DESCRIPTION OF THE TASK: Set down exactly the entries below, beginning at their first line and ending at the line with "pub fn render(&mut".

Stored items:
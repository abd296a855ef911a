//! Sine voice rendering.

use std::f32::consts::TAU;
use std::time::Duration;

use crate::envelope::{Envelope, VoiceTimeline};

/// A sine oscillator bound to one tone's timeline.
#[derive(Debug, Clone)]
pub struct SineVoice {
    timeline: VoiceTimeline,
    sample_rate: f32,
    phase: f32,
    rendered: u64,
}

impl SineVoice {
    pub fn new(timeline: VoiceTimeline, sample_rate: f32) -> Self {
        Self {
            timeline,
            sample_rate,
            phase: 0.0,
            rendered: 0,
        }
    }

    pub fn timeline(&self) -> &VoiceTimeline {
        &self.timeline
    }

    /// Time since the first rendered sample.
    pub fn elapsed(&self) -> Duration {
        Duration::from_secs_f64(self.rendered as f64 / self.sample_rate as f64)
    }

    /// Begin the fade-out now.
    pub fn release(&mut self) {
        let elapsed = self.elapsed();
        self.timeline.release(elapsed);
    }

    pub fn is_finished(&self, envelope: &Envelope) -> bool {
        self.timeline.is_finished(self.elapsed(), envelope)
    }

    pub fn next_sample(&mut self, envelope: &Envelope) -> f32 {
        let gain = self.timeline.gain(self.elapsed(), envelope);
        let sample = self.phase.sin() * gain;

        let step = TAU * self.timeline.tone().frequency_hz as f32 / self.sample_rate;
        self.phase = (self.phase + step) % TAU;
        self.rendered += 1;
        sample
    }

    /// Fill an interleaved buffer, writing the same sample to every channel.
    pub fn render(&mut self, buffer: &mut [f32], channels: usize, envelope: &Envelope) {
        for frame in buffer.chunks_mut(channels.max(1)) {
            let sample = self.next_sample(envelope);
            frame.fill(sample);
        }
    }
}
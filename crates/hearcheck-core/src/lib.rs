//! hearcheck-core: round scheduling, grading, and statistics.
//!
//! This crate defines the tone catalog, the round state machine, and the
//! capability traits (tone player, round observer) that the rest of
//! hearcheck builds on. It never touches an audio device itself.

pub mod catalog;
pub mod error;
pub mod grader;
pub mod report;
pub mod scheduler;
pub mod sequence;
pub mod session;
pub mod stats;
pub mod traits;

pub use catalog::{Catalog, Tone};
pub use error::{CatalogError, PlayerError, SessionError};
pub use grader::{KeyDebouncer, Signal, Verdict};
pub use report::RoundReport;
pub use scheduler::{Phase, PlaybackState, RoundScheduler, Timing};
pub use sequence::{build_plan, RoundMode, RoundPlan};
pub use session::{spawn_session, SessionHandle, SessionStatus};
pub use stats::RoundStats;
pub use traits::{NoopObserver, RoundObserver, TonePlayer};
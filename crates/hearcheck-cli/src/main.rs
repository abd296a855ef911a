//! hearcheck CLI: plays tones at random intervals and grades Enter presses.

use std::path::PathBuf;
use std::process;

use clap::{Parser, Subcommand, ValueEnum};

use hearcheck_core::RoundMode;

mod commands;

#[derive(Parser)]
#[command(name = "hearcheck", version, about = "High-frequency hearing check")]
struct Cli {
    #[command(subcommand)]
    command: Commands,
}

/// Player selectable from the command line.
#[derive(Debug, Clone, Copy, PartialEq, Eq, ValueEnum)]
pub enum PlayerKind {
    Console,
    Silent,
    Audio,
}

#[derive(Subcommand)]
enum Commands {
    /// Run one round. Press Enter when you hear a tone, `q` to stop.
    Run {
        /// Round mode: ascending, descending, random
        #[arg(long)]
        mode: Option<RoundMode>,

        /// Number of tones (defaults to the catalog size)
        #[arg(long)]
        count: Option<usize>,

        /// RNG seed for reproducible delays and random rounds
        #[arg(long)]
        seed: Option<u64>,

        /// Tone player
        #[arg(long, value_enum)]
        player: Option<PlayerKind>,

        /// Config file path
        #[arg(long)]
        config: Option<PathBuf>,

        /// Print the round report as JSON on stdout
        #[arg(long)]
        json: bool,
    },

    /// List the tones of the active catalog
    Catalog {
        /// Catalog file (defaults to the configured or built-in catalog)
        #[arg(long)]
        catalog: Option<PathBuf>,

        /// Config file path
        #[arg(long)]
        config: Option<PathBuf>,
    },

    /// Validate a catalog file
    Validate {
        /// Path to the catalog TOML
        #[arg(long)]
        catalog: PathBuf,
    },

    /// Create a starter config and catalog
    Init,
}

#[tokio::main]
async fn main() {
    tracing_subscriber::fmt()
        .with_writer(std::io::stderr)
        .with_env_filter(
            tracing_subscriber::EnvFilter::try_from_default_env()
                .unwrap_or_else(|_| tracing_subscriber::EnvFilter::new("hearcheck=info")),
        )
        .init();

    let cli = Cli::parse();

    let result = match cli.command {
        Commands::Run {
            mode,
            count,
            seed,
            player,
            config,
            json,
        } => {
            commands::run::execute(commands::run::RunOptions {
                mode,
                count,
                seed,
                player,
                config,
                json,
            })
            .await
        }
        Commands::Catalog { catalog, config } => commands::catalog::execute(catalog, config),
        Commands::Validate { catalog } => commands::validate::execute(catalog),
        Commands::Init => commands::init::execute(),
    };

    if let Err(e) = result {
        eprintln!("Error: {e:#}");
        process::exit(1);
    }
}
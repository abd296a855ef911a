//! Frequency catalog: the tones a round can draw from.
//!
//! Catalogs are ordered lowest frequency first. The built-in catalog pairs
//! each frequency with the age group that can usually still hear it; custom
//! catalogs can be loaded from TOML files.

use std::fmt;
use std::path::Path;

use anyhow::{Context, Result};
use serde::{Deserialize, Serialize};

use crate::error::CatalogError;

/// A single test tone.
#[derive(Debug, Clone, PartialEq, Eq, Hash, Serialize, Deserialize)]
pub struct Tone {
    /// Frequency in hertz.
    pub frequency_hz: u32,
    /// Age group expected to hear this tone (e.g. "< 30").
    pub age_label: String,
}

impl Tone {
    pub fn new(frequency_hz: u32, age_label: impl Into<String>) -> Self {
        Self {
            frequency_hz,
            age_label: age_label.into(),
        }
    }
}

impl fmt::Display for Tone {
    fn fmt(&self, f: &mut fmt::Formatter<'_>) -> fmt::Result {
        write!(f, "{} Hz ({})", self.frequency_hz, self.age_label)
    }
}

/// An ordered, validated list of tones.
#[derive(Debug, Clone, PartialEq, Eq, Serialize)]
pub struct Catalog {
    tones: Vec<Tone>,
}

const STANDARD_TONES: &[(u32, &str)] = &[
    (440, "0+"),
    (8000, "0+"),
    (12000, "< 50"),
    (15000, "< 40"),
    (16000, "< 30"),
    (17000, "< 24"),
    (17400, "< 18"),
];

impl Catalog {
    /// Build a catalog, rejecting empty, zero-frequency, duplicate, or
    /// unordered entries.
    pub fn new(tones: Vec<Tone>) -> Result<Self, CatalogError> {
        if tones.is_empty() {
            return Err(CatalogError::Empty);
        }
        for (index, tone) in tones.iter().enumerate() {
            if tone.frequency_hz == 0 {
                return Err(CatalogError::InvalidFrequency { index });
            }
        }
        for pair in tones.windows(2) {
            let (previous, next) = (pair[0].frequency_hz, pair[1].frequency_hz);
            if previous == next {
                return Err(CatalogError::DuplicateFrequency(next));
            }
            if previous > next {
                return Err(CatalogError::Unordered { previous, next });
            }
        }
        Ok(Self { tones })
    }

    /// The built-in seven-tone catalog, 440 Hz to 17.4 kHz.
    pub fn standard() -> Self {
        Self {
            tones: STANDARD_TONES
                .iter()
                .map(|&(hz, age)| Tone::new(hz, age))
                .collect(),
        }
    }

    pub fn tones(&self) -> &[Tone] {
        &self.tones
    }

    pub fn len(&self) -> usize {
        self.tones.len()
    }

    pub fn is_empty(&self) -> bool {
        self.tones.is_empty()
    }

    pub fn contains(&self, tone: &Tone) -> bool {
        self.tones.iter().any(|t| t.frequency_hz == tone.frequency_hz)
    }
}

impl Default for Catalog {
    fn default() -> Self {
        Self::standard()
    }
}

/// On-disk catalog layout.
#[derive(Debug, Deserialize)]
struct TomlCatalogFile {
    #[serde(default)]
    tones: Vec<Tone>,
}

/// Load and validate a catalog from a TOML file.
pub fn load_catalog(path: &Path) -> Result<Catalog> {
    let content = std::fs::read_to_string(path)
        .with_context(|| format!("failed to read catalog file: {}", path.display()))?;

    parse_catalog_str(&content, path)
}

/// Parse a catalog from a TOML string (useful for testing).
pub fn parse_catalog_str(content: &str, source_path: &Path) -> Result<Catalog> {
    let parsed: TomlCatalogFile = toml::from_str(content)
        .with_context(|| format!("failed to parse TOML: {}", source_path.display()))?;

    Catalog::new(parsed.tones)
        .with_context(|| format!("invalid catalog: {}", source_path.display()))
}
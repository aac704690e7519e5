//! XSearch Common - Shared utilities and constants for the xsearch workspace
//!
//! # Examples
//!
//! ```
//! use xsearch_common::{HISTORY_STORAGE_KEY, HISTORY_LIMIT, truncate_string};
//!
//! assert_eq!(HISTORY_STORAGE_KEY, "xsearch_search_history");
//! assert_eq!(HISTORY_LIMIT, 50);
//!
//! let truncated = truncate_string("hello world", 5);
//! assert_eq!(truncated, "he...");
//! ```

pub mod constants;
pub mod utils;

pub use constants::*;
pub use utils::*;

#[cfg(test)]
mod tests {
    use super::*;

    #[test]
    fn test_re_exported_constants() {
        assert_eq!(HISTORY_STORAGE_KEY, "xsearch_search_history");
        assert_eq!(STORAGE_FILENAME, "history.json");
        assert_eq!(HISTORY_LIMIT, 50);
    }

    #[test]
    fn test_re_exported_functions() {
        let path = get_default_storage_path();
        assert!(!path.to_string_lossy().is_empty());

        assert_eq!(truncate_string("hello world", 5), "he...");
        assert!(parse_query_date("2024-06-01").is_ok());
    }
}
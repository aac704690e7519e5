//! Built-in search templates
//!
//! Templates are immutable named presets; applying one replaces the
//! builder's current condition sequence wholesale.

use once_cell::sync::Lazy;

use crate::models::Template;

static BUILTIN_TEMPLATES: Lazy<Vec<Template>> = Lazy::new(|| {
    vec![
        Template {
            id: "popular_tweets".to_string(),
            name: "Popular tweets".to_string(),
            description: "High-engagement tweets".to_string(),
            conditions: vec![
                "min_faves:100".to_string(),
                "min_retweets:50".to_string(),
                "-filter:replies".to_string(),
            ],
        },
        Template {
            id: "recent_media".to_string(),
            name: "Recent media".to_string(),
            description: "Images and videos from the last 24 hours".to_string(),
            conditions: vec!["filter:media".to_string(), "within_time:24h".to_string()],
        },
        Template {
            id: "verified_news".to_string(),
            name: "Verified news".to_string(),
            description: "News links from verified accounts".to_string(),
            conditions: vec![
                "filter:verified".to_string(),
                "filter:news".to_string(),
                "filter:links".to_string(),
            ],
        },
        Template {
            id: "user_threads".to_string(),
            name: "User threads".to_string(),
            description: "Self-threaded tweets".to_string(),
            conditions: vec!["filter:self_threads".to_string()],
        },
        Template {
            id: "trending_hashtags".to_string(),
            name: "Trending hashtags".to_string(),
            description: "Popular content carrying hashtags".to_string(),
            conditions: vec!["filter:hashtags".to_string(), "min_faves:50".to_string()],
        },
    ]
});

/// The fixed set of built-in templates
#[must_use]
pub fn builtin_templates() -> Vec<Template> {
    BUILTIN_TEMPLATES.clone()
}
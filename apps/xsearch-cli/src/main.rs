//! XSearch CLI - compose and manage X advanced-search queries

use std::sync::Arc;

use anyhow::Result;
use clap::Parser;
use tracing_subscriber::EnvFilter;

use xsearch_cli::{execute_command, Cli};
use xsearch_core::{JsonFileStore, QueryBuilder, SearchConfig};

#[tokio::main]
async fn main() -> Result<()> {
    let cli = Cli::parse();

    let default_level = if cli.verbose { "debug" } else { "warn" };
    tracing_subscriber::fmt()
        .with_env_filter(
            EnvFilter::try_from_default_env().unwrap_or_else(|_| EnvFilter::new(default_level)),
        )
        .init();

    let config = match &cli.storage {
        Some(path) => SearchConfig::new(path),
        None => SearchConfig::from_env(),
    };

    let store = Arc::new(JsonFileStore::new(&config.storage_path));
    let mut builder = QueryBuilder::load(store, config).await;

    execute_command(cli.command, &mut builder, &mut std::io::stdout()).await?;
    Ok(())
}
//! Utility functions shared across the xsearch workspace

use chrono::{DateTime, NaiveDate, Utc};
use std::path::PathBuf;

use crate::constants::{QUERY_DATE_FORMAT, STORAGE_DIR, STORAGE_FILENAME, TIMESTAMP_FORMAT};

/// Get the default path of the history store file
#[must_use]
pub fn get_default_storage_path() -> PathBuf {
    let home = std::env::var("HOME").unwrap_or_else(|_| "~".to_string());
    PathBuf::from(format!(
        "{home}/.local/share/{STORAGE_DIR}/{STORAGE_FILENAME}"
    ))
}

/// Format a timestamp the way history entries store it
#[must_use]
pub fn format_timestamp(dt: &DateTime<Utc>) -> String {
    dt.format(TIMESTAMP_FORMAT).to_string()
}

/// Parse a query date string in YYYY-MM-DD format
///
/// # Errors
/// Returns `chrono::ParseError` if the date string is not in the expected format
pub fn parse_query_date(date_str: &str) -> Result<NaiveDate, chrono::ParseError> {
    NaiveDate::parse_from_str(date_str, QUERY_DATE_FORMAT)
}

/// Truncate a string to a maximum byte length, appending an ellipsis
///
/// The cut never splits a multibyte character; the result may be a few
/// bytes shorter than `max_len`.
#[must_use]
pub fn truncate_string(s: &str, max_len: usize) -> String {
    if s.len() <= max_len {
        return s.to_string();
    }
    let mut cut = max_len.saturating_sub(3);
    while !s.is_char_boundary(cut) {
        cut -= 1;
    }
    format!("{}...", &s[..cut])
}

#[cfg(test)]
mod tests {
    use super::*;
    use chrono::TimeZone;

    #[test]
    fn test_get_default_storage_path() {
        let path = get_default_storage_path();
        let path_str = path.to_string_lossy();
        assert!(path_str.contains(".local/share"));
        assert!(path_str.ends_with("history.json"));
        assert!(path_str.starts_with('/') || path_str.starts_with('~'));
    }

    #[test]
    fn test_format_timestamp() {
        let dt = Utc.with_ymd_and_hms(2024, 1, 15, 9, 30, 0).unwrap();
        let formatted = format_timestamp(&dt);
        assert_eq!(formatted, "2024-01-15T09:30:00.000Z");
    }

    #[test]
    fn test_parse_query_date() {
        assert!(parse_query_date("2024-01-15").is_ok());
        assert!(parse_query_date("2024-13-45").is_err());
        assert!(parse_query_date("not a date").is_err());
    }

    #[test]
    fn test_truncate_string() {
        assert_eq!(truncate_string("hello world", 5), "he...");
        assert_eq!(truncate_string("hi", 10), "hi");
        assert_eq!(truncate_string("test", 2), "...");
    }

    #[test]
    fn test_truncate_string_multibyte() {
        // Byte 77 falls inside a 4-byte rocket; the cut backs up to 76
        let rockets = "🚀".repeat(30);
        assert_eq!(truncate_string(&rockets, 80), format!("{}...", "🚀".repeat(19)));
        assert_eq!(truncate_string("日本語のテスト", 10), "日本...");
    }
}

RESPONSE TO THE EXERCISE:
repository abd296a855ef911a
//! Sine voice rendering.

use std::f32::consts::TAU;
use std::time::Duration;

use crate::envelope::{Envelope, VoiceTimeline};

/// A sine oscillator bound to one tone's timeline.
#[derive(Debug, Clone)]
pub struct SineVoice {
    timeline: VoiceTimeline,
    sample_rate: f32,
    phase: f32,
    rendered: u64,
}

impl SineVoice {
    pub fn new(timeline: VoiceTimeline, sample_rate: f32) -> Self {
        Self {
            timeline,
            sample_rate,
            phase: 0.0,
            rendered: 0,
        }
    }

    pub fn timeline(&self) -> &VoiceTimeline {
        &self.timeline
    }

    /// Time since the first rendered sample.
    pub fn elapsed(&self) -> Duration {
        Duration::from_secs_f64(self.rendered as f64 / self.sample_rate as f64)
    }

    /// Begin the fade-out now.
    pub fn release(&mut self) {
        let elapsed = self.elapsed();
        self.timeline.release(elapsed);
    }

    pub fn is_finished(&self, envelope: &Envelope) -> bool {
        self.timeline.is_finished(self.elapsed(), envelope)
    }

    pub fn next_sample(&mut self, envelope: &Envelope) -> f32 {
        let gain = self.timeline.gain(self.elapsed(), envelope);
        let sample = self.phase.sin() * gain;

        let step = TAU * self.timeline.tone().frequency_hz as f32 / self.sample_rate;
        self.phase = (self.phase + step) % TAU;
        self.rendered += 1;
        sample
    }

    /// Fill an interleaved buffer, writing the same sample to every channel.
    pub fn render(&mut self, buffer: &mut [f32], channels: usize, envelope: &Envelope) {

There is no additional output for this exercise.